***** Records supplied

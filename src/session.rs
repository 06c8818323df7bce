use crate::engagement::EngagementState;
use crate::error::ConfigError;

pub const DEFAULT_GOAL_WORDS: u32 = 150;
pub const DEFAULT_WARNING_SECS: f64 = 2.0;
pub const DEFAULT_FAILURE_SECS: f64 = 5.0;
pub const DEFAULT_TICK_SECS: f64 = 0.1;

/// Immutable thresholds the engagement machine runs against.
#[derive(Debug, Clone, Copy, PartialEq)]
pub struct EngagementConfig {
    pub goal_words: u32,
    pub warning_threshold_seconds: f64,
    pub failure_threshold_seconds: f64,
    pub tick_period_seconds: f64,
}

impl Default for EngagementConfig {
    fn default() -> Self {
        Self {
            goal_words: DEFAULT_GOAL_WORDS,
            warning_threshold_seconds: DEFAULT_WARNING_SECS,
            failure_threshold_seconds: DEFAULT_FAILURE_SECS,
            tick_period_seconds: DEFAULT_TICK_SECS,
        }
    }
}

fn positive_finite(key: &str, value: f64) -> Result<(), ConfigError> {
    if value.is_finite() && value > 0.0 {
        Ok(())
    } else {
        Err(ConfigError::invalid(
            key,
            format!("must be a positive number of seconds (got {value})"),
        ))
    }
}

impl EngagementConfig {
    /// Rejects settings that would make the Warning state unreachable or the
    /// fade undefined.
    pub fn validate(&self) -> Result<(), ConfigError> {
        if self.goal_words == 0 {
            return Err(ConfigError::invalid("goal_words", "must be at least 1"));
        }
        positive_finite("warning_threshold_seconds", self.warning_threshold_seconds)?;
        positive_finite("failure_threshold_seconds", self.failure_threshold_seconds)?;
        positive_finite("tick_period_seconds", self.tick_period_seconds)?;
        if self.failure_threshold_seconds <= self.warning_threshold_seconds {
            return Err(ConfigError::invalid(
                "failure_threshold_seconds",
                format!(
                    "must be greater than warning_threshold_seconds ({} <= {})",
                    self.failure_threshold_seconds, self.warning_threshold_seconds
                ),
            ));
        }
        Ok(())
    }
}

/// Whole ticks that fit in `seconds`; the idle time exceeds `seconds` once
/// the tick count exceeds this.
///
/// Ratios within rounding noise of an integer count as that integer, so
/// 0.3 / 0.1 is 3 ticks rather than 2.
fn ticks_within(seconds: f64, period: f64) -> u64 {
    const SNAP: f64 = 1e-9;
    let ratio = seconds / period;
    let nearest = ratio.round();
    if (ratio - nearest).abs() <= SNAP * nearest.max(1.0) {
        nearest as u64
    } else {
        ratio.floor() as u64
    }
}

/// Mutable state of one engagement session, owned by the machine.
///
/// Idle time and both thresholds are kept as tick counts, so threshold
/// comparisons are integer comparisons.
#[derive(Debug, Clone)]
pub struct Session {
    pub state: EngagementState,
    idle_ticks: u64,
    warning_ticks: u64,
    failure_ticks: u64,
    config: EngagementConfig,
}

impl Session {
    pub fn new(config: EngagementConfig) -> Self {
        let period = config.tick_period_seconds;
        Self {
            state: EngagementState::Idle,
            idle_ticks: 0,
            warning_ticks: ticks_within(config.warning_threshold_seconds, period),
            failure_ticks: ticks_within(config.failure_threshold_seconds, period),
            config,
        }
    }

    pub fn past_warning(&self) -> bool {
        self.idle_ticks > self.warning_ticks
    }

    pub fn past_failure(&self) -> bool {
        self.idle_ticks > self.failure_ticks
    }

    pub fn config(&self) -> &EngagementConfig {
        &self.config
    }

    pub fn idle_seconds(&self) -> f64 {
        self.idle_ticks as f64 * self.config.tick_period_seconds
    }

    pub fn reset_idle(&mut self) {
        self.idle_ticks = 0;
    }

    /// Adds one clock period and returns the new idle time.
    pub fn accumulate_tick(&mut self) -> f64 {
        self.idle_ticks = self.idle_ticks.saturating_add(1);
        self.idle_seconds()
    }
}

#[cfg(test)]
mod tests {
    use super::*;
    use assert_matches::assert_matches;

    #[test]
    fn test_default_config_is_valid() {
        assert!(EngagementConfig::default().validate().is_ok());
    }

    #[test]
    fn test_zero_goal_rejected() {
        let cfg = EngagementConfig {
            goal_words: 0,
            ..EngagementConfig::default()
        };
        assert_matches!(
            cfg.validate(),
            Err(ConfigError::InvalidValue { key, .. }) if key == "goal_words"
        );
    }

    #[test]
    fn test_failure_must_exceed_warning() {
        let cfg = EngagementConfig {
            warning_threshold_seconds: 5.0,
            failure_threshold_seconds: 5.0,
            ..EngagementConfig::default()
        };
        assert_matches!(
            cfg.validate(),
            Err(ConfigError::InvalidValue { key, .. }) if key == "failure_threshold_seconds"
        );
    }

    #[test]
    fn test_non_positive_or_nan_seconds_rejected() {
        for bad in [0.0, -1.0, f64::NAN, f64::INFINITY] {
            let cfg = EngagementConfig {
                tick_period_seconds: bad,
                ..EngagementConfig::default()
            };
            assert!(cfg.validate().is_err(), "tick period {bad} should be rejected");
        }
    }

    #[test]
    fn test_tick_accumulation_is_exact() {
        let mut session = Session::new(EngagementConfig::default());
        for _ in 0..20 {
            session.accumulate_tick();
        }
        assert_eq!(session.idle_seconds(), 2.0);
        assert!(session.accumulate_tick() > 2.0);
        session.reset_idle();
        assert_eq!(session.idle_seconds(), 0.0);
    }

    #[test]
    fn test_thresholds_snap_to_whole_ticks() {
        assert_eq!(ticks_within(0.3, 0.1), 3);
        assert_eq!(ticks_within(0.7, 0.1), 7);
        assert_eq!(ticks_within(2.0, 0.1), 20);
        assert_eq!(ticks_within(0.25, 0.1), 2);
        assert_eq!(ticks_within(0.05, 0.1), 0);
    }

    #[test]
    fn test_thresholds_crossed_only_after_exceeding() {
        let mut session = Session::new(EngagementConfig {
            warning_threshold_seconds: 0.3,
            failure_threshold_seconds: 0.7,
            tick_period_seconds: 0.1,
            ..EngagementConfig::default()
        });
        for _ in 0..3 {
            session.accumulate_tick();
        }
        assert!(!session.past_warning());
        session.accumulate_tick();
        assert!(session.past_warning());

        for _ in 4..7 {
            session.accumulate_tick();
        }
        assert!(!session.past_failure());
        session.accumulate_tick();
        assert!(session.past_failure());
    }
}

**********

**Exercise goal**
Print all of the lines above so that each one matches its original exactly.

**Expected answer**
filename src/session.rs
repository 06c8818323df7bce
use crate::engagement::EngagementState;
use crate::error::ConfigError;

pub const DEFAULT_GOAL_WORDS: u32 = 150;
pub const DEFAULT_WARNING_SECS: f64 = 2.0;
pub const DEFAULT_FAILURE_SECS: f64 = 5.0;
pub const DEFAULT_TICK_SECS: f64 = 0.1;

/// Immutable thresholds the engagement machine runs against.
#[derive(Debug, Clone, Copy, PartialEq)]
pub struct EngagementConfig {
    pub goal_words: u32,
    pub warning_threshold_seconds: f64,
    pub failure_threshold_seconds: f64,
    pub tick_period_seconds: f64,
}

impl Default for EngagementConfig {
    fn default() -> Self {
        Self {
            goal_words: DEFAULT_GOAL_WORDS,
            warning_threshold_seconds: DEFAULT_WARNING_SECS,
            failure_threshold_seconds: DEFAULT_FAILURE_SECS,
            tick_period_seconds: DEFAULT_TICK_SECS,
        }
    }
}

fn positive_finite(key: &str, value: f64) -> Result<(), ConfigError> {
    if value.is_finite() && value > 0.0 {
        Ok(())
    } else {
        Err(ConfigError::invalid(
            key,
            format!("must be a positive number of seconds (got {value})"),
        ))
    }
}

impl EngagementConfig {
    /// Rejects settings that would make the Warning state unreachable or the
    /// fade undefined.
    pub fn validate(&self) -> Result<(), ConfigError> {
        if self.goal_words == 0 {
            return Err(ConfigError::invalid("goal_words", "must be at least 1"));
        }
        positive_finite("warning_threshold_seconds", self.warning_threshold_seconds)?;
        positive_finite("failure_threshold_seconds", self.failure_threshold_seconds)?;
        positive_finite("tick_period_seconds", self.tick_period_seconds)?;
        if self.failure_threshold_seconds <= self.warning_threshold_seconds {
            return Err(ConfigError::invalid(
                "failure_threshold_seconds",
                format!(
                    "must be greater than warning_threshold_seconds ({} <= {})",
                    self.failure_threshold_seconds, self.warning_threshold_seconds
                ),
            ));
        }
        Ok(())
    }
}

/// Whole ticks that fit in `seconds`; the idle time exceeds `seconds` once
/// the tick count exceeds this.
///
/// Ratios within rounding noise of an integer count as that integer, so
/// 0.3 / 0.1 is 3 ticks rather than 2.
fn ticks_within(seconds: f64, period: f64) -> u64 {
    const SNAP: f64 = 1e-9;
    let ratio = seconds / period;
    let nearest = ratio.round();
    if (ratio - nearest).abs() <= SNAP * nearest.max(1.0) {
        nearest as u64
    } else {
        ratio.floor() as u64
    }
}

/// Mutable state of one engagement session, owned by the machine.
///
/// Idle time and both thresholds are kept as tick counts, so threshold
/// comparisons are integer comparisons.
#[derive(Debug, Clone)]
pub struct Session {
    pub state: EngagementState,
    idle_ticks: u64,
    warning_ticks: u64,
    failure_ticks: u64,
    config: EngagementConfig,
}

impl Session {
    pub fn new(config: EngagementConfig) -> Self {
        let period = config.tick_period_seconds;
        Self {
            state: EngagementState::Idle,
            idle_ticks: 0,
            warning_ticks: ticks_within(config.warning_threshold_seconds, period),
            failure_ticks: ticks_within(config.failure_threshold_seconds, period),
            config,
        }
    }

    pub fn past_warning(&self) -> bool {
        self.idle_ticks > self.warning_ticks
    }

    pub fn past_failure(&self) -> bool {
        self.idle_ticks > self.failure_ticks
    }

    pub fn config(&self) -> &EngagementConfig {
        &self.config
    }

    pub fn idle_seconds(&self) -> f64 {
        self.idle_ticks as f64 * self.config.tick_period_seconds
    }

    pub fn reset_idle(&mut self) {
        self.idle_ticks = 0;
    }

    /// Adds one clock period and returns the new idle time.
    pub fn accumulate_tick(&mut self) -> f64 {
        self.idle_ticks = self.idle_ticks.saturating_add(1);
        self.idle_seconds()
    }
}

#[cfg(test)]
mod tests {
    use super::*;
    use assert_matches::assert_matches;

    #[test]
    fn test_default_config_is_valid() {
        assert!(EngagementConfig::default().validate().is_ok());
    }

    #[test]
    fn test_zero_goal_rejected() {
        let cfg = EngagementConfig {
            goal_words: 0,
            ..EngagementConfig::default()
        };
        assert_matches!(
            cfg.validate(),
            Err(ConfigError::InvalidValue { key, .. }) if key == "goal_words"
        );
    }

    #[test]
    fn test_failure_must_exceed_warning() {
        let cfg = EngagementConfig {
            warning_threshold_seconds: 5.0,
            failure_threshold_seconds: 5.0,
            ..EngagementConfig::default()
        };
        assert_matches!(
            cfg.validate(),
            Err(ConfigError::InvalidValue { key, .. }) if key == "failure_threshold_seconds"
        );
    }

    #[test]
    fn test_non_positive_or_nan_seconds_rejected() {
        for bad in [0.0, -1.0, f64::NAN, f64::INFINITY] {
            let cfg = EngagementConfig {
                tick_period_seconds: bad,
                ..EngagementConfig::default()
            };
            assert!(cfg.validate().is_err(), "tick period {bad} should be rejected");
        }
    }

    #[test]
    fn test_tick_accumulation_is_exact() {
        let mut session = Session::new(EngagementConfig::default());
        for _ in 0..20 {
            session.accumulate_tick();
        }
        assert_eq!(session.idle_seconds(), 2.0);
        assert!(session.accumulate_tick() > 2.0);
        session.reset_idle();
        assert_eq!(session.idle_seconds(), 0.0);
    }

    #[test]
    fn test_thresholds_snap_to_whole_ticks() {
        assert_eq!(ticks_within(0.3, 0.1), 3);
        assert_eq!(ticks_within(0.7, 0.1), 7);
        assert_eq!(ticks_within(2.0, 0.1), 20);
        assert_eq!(ticks_within(0.25, 0.1), 2);
        assert_eq!(ticks_within(0.05, 0.1), 0);
    }

    #[test]
    fn test_thresholds_crossed_only_after_exceeding() {
        let mut session = Session::new(EngagementConfig {
            warning_threshold_seconds: 0.3,
            failure_threshold_seconds: 0.7,
            tick_period_seconds: 0.1,
            ..EngagementConfig::default()
        });
        for _ in 0..3 {
            session.accumulate_tick();
        }
        assert!(!session.past_warning());
        session.accumulate_tick();
        assert!(session.past_warning());

        for _ in 4..7 {
            session.accumulate_tick();
        }
        assert!(!session.past_failure());
        session.accumulate_tick();
        assert!(session.past_failure());
    }
}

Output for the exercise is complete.